This myth also shows the way man uses animals and plants, to
the detriment of the animals. They hold a council when man has become too
greedy and numerous. The bears decide to try and make bows and arrows, but are
unable to shoot the bow without cutting off their claws. They disband, making
no solution. The deer vow that any man who takes a deer’s life without asking
for forgiveness will suffer rheumatism. The reptiles and snakes and fish make
man dream of them, causing them to be sick. The other animals all get together
and come up with lists of diseases to cause to man, but the plants hearing this
vow to help man. Every plant is supposed to have a cure for some ill if only
man will find it.
“Man’s Dependence on Animals” (Anishinaabe Ojibway)

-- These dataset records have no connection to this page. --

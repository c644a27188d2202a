//! Emitters
//!
//! An [`Emitter`] is a [`crate::Page`] with a side-channel to its parent.
//! A caller-supplied router inspects every raw child message; when it
//! recognises one, the routed value is converted to the parent's message
//! type `P` and handed back to the parent for one-shot delivery.
//!
//! # Emission rules
//!
//! - The router sees the raw child message of the step being processed.
//! - A routed step drops the child's own command for that step. Children
//!   commonly answer a "submit" message by re-issuing it; forwarding that
//!   command would emit again on every tick.
//! - Emissions survive staleness: a message addressed to an earlier
//!   generation leaves the emitter untouched but its emission still reaches
//!   the parent.
//! - A router that matches every message suppresses every child command.
//!   That is a wiring mistake and is not detected.

use crate::constructor::Constructor;
use crate::lineage::{Envelope, Lineage, Router, Wiring};
use capsule_core::{Cmd, Generation, Html, Program, Sub};
use std::fmt;
use std::rc::Rc;

/// Constructor producing [`Emitter`]s that emit parent messages `P`.
pub type EmitterInit<F, P> = Constructor<F, Emitter<P>, EmitterMsg<P>>;

/// Opaque handle to a child program that can emit parent messages `P`.
pub struct Emitter<P> {
    lineage: Rc<Lineage<P>>,
}

impl<P> Clone for Emitter<P> {
    fn clone(&self) -> Self {
        Self {
            lineage: Rc::clone(&self.lineage),
        }
    }
}

/// Opaque message addressed to an [`Emitter`].
pub struct EmitterMsg<P> {
    envelope: Envelope<P>,
}

impl<P> Clone for EmitterMsg<P> {
    fn clone(&self) -> Self {
        Self {
            envelope: self.envelope.clone(),
        }
    }
}

impl<P> EmitterMsg<P> {
    fn wrap(envelope: Envelope<P>) -> Self {
        Self { envelope }
    }

    /// Generation of the emitter that produced this message.
    pub fn generation(&self) -> Generation {
        self.envelope.generation()
    }
}

impl<P> fmt::Debug for EmitterMsg<P> {
    fn fmt(&self, f: &mut fmt::Formatter<'_>) -> fmt::Result {
        f.debug_struct("EmitterMsg")
            .field("generation", &self.generation())
            .finish_non_exhaustive()
    }
}

/// Outcome of delivering one message to an [`Emitter`].
#[must_use]
pub struct EmitterStep<P> {
    /// The emitter to keep
    pub emitter: Emitter<P>,
    /// Child command, already dropped when the step emitted
    pub cmd: Cmd<EmitterMsg<P>>,
    /// Parent message routed from the child message, if any
    pub emitted: Option<P>,
}

impl<P: 'static> Emitter<P> {
    /// Wrap a program with effects and subscriptions.
    ///
    /// `router` classifies raw child messages; `to_parent` converts a routed
    /// value into the parent's message type.
    pub fn element<F, M, Msg, V>(
        program: Program<F, M, Msg>,
        router: impl Fn(&Msg) -> Option<V> + 'static,
        to_parent: impl Fn(V) -> P + 'static,
    ) -> EmitterInit<F, P>
    where
        F: 'static,
        M: Clone + 'static,
        Msg: Clone + 'static,
    {
        let router: Router<Msg, P> = Rc::new(move |msg: &Msg| router(msg).map(&to_parent));
        let wiring = Wiring::new(program, router);
        Constructor::new(move |flags| {
            let (lineage, cmd) = wiring.init(flags);
            (Emitter { lineage }, cmd.map(EmitterMsg::wrap))
        })
    }

    /// Wrap a pure program: no commands, no subscriptions, no flags.
    pub fn sandbox<M, Msg, V>(
        model: M,
        update: impl Fn(Msg, M) -> M + 'static,
        view: impl Fn(&M) -> Html<Msg> + 'static,
        router: impl Fn(&Msg) -> Option<V> + 'static,
        to_parent: impl Fn(V) -> P + 'static,
    ) -> EmitterInit<(), P>
    where
        M: Clone + 'static,
        Msg: Clone + 'static,
    {
        Self::element(Program::sandbox(model, update, view), router, to_parent)
    }

    /// Placeholder emitter: blank view, no subscriptions, accepts no message.
    pub fn empty() -> Self {
        Self {
            lineage: Lineage::empty(),
        }
    }

    /// Deliver a message and report what it produced.
    ///
    /// Use this when the parent wants to handle the emission itself; use
    /// [`Emitter::update`] to have it delivered as a message instead.
    pub fn step(&self, msg: EmitterMsg<P>) -> EmitterStep<P> {
        let transition = self.lineage.step(&msg.envelope);
        EmitterStep {
            emitter: Emitter {
                lineage: transition.lineage,
            },
            cmd: transition.cmd.map(EmitterMsg::wrap),
            emitted: transition.emitted,
        }
    }

    /// Deliver a message, re-targeting the child command with `wrap`.
    ///
    /// An emission is scheduled with [`Cmd::deliver`], so it reaches the
    /// parent's update on the next tick rather than from inside this call.
    pub fn update(
        &self,
        msg: EmitterMsg<P>,
        wrap: impl Fn(EmitterMsg<P>) -> P + 'static,
    ) -> (Emitter<P>, Cmd<P>) {
        let EmitterStep {
            emitter,
            cmd,
            emitted,
        } = self.step(msg);
        let cmd = cmd.map(wrap);
        let cmd = match emitted {
            Some(parent_msg) => cmd.and(Cmd::deliver(parent_msg)),
            None => cmd,
        };
        (emitter, cmd)
    }

    /// Render, re-targeting messages with `wrap`.
    pub fn view<Q: 'static>(&self, wrap: impl Fn(EmitterMsg<P>) -> Q + 'static) -> Html<Q> {
        self.lineage
            .view()
            .map(move |envelope| wrap(EmitterMsg::wrap(envelope)))
    }

    /// Current subscriptions, re-targeting messages with `wrap`.
    pub fn subscriptions<Q: 'static>(
        &self,
        wrap: impl Fn(EmitterMsg<P>) -> Q + 'static,
    ) -> Sub<Q> {
        self.lineage
            .subscriptions()
            .map(move |envelope| wrap(EmitterMsg::wrap(envelope)))
    }

    /// Generation of the initialisation episode this emitter belongs to.
    pub fn generation(&self) -> Generation {
        self.lineage.generation()
    }

    /// Whether `msg` would update the child rather than be discarded.
    pub fn accepts(&self, msg: &EmitterMsg<P>) -> bool {
        msg.generation() == self.generation()
    }

    /// Whether both handles are the same value.
    pub fn ptr_eq(&self, other: &Emitter<P>) -> bool {
        Rc::ptr_eq(&self.lineage, &other.lineage)
    }
}

impl<P: 'static> Default for Emitter<P> {
    fn default() -> Self {
        Self::empty()
    }
}

impl<P: 'static> fmt::Debug for Emitter<P> {
    fn fmt(&self, f: &mut fmt::Formatter<'_>) -> fmt::Result {
        f.debug_struct("Emitter")
            .field("generation", &self.lineage.generation())
            .finish_non_exhaustive()
    }
}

This starts as a flood myth, which is then shown as the
birth of man and man’s reliance on animals. The spirit-woman is called from the
sky because she contains man within her and she lives on the back of the
turtle. Then, a weasel goes and grabs soil from the bottom of the water which
the spirit-woman spreads around her to create all the land. The animals are
very helpful for man, who would have died numerous times over without the
animals, but man begins to take advantage of the animals. The animals finally
get tired of this, and call together a meeting where they talk it out. But many
of the animals are angry and want to kill man or make him suffer. Dog, however,
feels very loyal and goes to warn man, but wolf sees him sneak off and drags
him back after he’s told man. The animals then want to kill all dogs, but
instead he’s punished by always being subservient to man. The other animals all
disband, speaking different languages from there on.
Hamlet
Hamlet sees the ghost of his father who shows him that Hamlet’s
uncle killed him by pouring poison in his ear. Driven mad by the murder of his
father by his uncle, Claudius, and his uncle’s subsequent marriage to his
mother, Gertrude, Hamlet spends most of the play contemplating the nature of
revenge, how to achieve it and at what cost. It’s only through the accidental killing
of his love interest, Ophelia’s father, that he comes to recognize some of the
problems with revenge when Laertes comes to seek it out. Claudius steers
Laertes in the direction he wants, showing Laertes that Hamlet killed his
father Polonius in his madness. Laertes goes mad with grief too, when his
sister drowns in the river, after having been driven mad by the loss of her
father. Laertes proposes that they fight with foils, the one that he is supposed
to use will be poisoned. Claudius suggests that in case Hamlet wins, he will
also poison a cup of wine that he will give to Hamlet to celebrate his good
fortune in winning the duel. Hamlet takes the poisoned foil and kills Laertes
unknowingly, and Gertrude drinks the win that was supposed to be for Hamlet. Laertes
and Gertrude die, and Hamlet kills Claudius, then himself.
In reading it this time, I was really focused on how the
play utilizes images of nature. The poisons that course throughout the play are
all of natural origin. There are multiple indications of the dividing line
between heaven and earth, and man is considered a natural beast.
I’m interested in the ways nature wins in this play, over
all political and personal considerations. No particular religion plays much of
a role (although there is a fish-monger reference) but heaven, God and other
religious motifs are mentioned or called upon.
There’s something interesting in the ghost too, if we consider this a play of natural/unnatural dichotomies. Does the ghost count as a natural occurrence? Or is he a manifestation of Hamlet’s rage and mourning? The old question about whether the ghost is real or not seems particularly relevant here. There’s a lot of talk about “matter” and “stuff” in the play… does the ghost have a material presence?